» **Task to complete**:
Please return the lines of the data below, word for word, from the first line through the line containing "the root element".

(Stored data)
//! Response classification and decoding.
//!
//! JSON endpoints report failures through the status code. The legacy XML endpoints
//! answer `200 OK` even when they fail, so for XML the name of the root element
//! decides: `<error>` is a failure, anything else is the payload.

use bytes::Bytes;
use http::header::CONTENT_TYPE;
use http::{HeaderMap, StatusCode};
use log::{debug, warn};
use quick_xml::Reader;
use quick_xml::events::Event;
use serde::Deserialize;
use serde::de::DeserializeOwned;

use crate::error::ApiError;
use crate::page::{CollectionResult, NavLinks, PageMeta};
use crate::{Result, VeracodeError};

/// Body format announced by the `Content-Type` header.
#[derive(Debug, Clone, Copy, PartialEq, Eq)]
pub enum ContentKind {
    Json,
    Xml,
}

impl ContentKind {
    /// Classify a `Content-Type` value; parameters such as `charset` are ignored.
    #[must_use]
    pub fn from_header(value: &str) -> Option<Self> {
        let media_type = value.split(';').next().unwrap_or_default().trim();
        if media_type.eq_ignore_ascii_case("application/json") {
            Some(ContentKind::Json)
        } else if media_type.eq_ignore_ascii_case("text/xml") {
            Some(ContentKind::Xml)
        } else {
            None
        }
    }
}

/// A decoded response.
#[derive(Debug, Clone)]
pub struct Response<T> {
    pub status: StatusCode,
    pub headers: HeaderMap,
    /// The decoded destination
    pub body: T,
    /// The body exactly as received
    pub raw: Bytes,
    /// Set only for collection results
    pub page: Option<PageMeta>,
    /// Set only for collection results
    pub links: Option<NavLinks>,
}

impl<T> Response<T> {
    fn new(status: StatusCode, headers: HeaderMap, raw: Bytes, body: T) -> Self {
        Self {
            status,
            headers,
            body,
            raw,
            page: None,
            links: None,
        }
    }

    #[must_use]
    pub fn into_body(self) -> T {
        self.body
    }
}

impl<T: CollectionResult> Response<T> {
    /// Copy the page metadata and navigation links from the body onto the envelope.
    #[must_use]
    pub fn with_collection_meta(mut self) -> Self {
        self.page = self.body.page_meta();
        self.links = self.body.links();
        self
    }
}

#[derive(Debug, Deserialize)]
struct XmlErrorBody {
    #[serde(rename = "$text", default)]
    message: String,
}

/// What the first element of an XML document turned out to be.
#[derive(Debug, PartialEq, Eq)]
enum XmlRoot {
    Error,
    Payload,
    Empty,
}

fn content_type(headers: &HeaderMap) -> &str {
    headers
        .get(CONTENT_TYPE)
        .and_then(|v| v.to_str().ok())
        .unwrap_or_default()
}

fn xml_str(body: &[u8]) -> Result<&str> {
    std::str::from_utf8(body)
        .map_err(|e| VeracodeError::Decode(format!("XML body is not UTF-8: {e}")))
}

fn xml_root(xml: &str) -> Result<XmlRoot> {
    let mut reader = Reader::from_str(xml);

    loop {
        match reader.read_event() {
            Ok(Event::Start(ref e)) | Ok(Event::Empty(ref e)) => {
                return Ok(if e.local_name().as_ref() == b"error" {
                    XmlRoot::Error
                } else {
                    XmlRoot::Payload
                });
            }
            Ok(Event::Eof) => return Ok(XmlRoot::Empty),
            Err(e) => {
                return Err(VeracodeError::Decode(format!("XML parsing error: {e}")));
            }
            // declaration, comments, doctype, whitespace
            Ok(_) => {}
        }
    }
}

fn xml_api_error(status: StatusCode, endpoint: &str, xml: &str) -> ApiError {
    match quick_xml::de::from_str::<XmlErrorBody>(xml) {
        Ok(body) => ApiError::from_xml_error(status.as_u16(), endpoint, &body.message),
        Err(e) => {
            warn!("Unreadable <error> body from {endpoint}: {e}");
            ApiError::new(status.as_u16(), endpoint, Vec::new())
        }
    }
}

fn json_api_error(status: StatusCode, endpoint: &str, body: &[u8]) -> ApiError {
    let error = ApiError::from_json_body(status.as_u16(), endpoint, body);
    debug!("API error from {endpoint}: {error}");
    error
}

/// Classify a response and decode its body into `T`.
///
/// `endpoint` is the request path and is carried on any [`ApiError`].
///
/// # Errors
///
/// - [`VeracodeError::Api`] for a JSON response outside 2xx, or an XML `<error>` document
/// - [`VeracodeError::UnsupportedContentType`] for anything but JSON or XML
/// - [`VeracodeError::Decode`] if a success body does not fit `T`
pub fn decode<T: DeserializeOwned>(
    response: http::Response<Bytes>,
    endpoint: &str,
) -> Result<Response<T>> {
    let (parts, raw) = response.into_parts();
    let status = parts.status;

    match ContentKind::from_header(content_type(&parts.headers)) {
        Some(ContentKind::Json) => {
            if !status.is_success() {
                return Err(json_api_error(status, endpoint, &raw).into());
            }
            let body = serde_json::from_slice(&raw)?;
            Ok(Response::new(status, parts.headers, raw, body))
        }
        Some(ContentKind::Xml) => {
            let xml = xml_str(&raw)?;
            match xml_root(xml)? {
                XmlRoot::Error => Err(xml_api_error(status, endpoint, xml).into()),
                XmlRoot::Payload => {
                    let body = quick_xml::de::from_str(xml)?;
                    Ok(Response::new(status, parts.headers, raw, body))
                }
                XmlRoot::Empty => Err(VeracodeError::Decode(
                    "XML body contains no elements".to_string(),
                )),
            }
        }
        None => {
            let value = content_type(&parts.headers).to_string();
            warn!("Unsupported Content-Type '{value}' from {endpoint}");
            Err(VeracodeError::UnsupportedContentType(value))
        }
    }
}

/// Classify a response without decoding a destination.
///
/// Used for calls that only care whether they succeeded. Any status outside 2xx is
/// an error; when the body cannot be normalized the error carries no messages. An
/// XML `<error>` document is an error whatever the status.
///
/// # Errors
///
/// Returns [`VeracodeError::Api`] as described above.
pub fn check(response: http::Response<Bytes>, endpoint: &str) -> Result<Response<()>> {
    let (parts, raw) = response.into_parts();
    let status = parts.status;
    let kind = ContentKind::from_header(content_type(&parts.headers));

    if kind == Some(ContentKind::Xml)
        && let Ok(xml) = std::str::from_utf8(&raw)
        && matches!(xml_root(xml), Ok(XmlRoot::Error))
    {
        return Err(xml_api_error(status, endpoint, xml).into());
    }

    if !status.is_success() {
        let error = match kind {
            Some(ContentKind::Json) => json_api_error(status, endpoint, &raw),
            _ => ApiError::new(status.as_u16(), endpoint, Vec::new()),
        };
        return Err(error.into());
    }

    Ok(Response::new(status, parts.headers, raw, ()))
}
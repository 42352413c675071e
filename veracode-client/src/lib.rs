//! # Veracode Client Core
//!
//! The transport and authentication core shared by every Veracode API binding:
//! HMAC request signing, region routing, client-side rate limiting and response
//! decoding for both the REST (JSON) and the legacy XML APIs.
//!
//! ## Features
//!
//! - 🔐 **HMAC Authentication** - `VERACODE-HMAC-SHA-256` signatures on every request
//! - 🌍 **Region Routing** - Commercial, European and Federal endpoints from the API key id
//! - ⏱️ **Rate Limiting** - One shared token bucket per client, cancellable while queued
//! - 🔄 **Credential Rotation** - Swap keys at runtime without disturbing in-flight requests
//! - 📄 **Error Normalization** - Every Veracode error body becomes one [`ApiError`]
//!
//! ## Quick Start
//!
//! ```no_run
//! use veracode_client::{ApiFamily, ClientConfig, VeracodeClient, VeracodeCredentials};
//! use veracode_client::CancellationToken;
//!
//! #[tokio::main]
//! async fn main() -> Result<(), Box<dyn std::error::Error>> {
//!     let credentials = VeracodeCredentials::from_env()?;
//!     let client = VeracodeClient::new(ClientConfig::new(credentials))?;
//!
//!     // Region comes from the key id: api.veracode.com, .eu or .us
//!     client.healthcheck_api().status(&CancellationToken::new()).await?;
//!
//!     let request = client
//!         .new_request(http::Method::GET, "appsec/v1/applications", ApiFamily::Rest)?
//!         .query(&[("name", "my app")]);
//!     let response = client.send::<serde_json::Value>(request).await?;
//!     println!("{}", response.body);
//!
//!     Ok(())
//! }
//! ```
//!
//! ## API Types
//!
//! - **REST API (api.veracode.*)**: JSON bodies, [`ApiFamily::Rest`]
//! - **XML API (analysiscenter.veracode.*)**: XML bodies, [`ApiFamily::Xml`]
//!
//! Both are signed with the same credentials and share the same rate limiter.

pub mod auth;
pub mod client;
pub mod config;
pub mod credentials;
pub mod error;
pub mod healthcheck;
pub mod page;
pub mod rate_limit;
pub mod region;
pub mod response;
pub mod signature;
pub mod transport;

// Re-export common types for convenience
pub use client::{ApiFamily, ApiRequest, VeracodeClient};
pub use config::ClientConfig;
pub use credentials::{VeracodeCredentials, strip_region};
pub use error::{ApiError, Result, VeracodeError};
pub use healthcheck::HealthcheckApi;
pub use page::{CollectionResult, Link, NavLinks, PageMeta, PageOptions, SortField};
pub use rate_limit::{RateLimitConfig, RateLimiter};
pub use region::{Region, RegionEndpoints};
pub use response::{ContentKind, Response};
pub use transport::{HttpSend, ReqwestTransport, VeracodeTransport};
pub use tokio_util::sync::CancellationToken;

» **Task solution**:
//! Response classification and decoding.
//!
//! JSON endpoints report failures through the status code. The legacy XML endpoints
//! answer `200 OK` even when they fail, so for XML the name of the root element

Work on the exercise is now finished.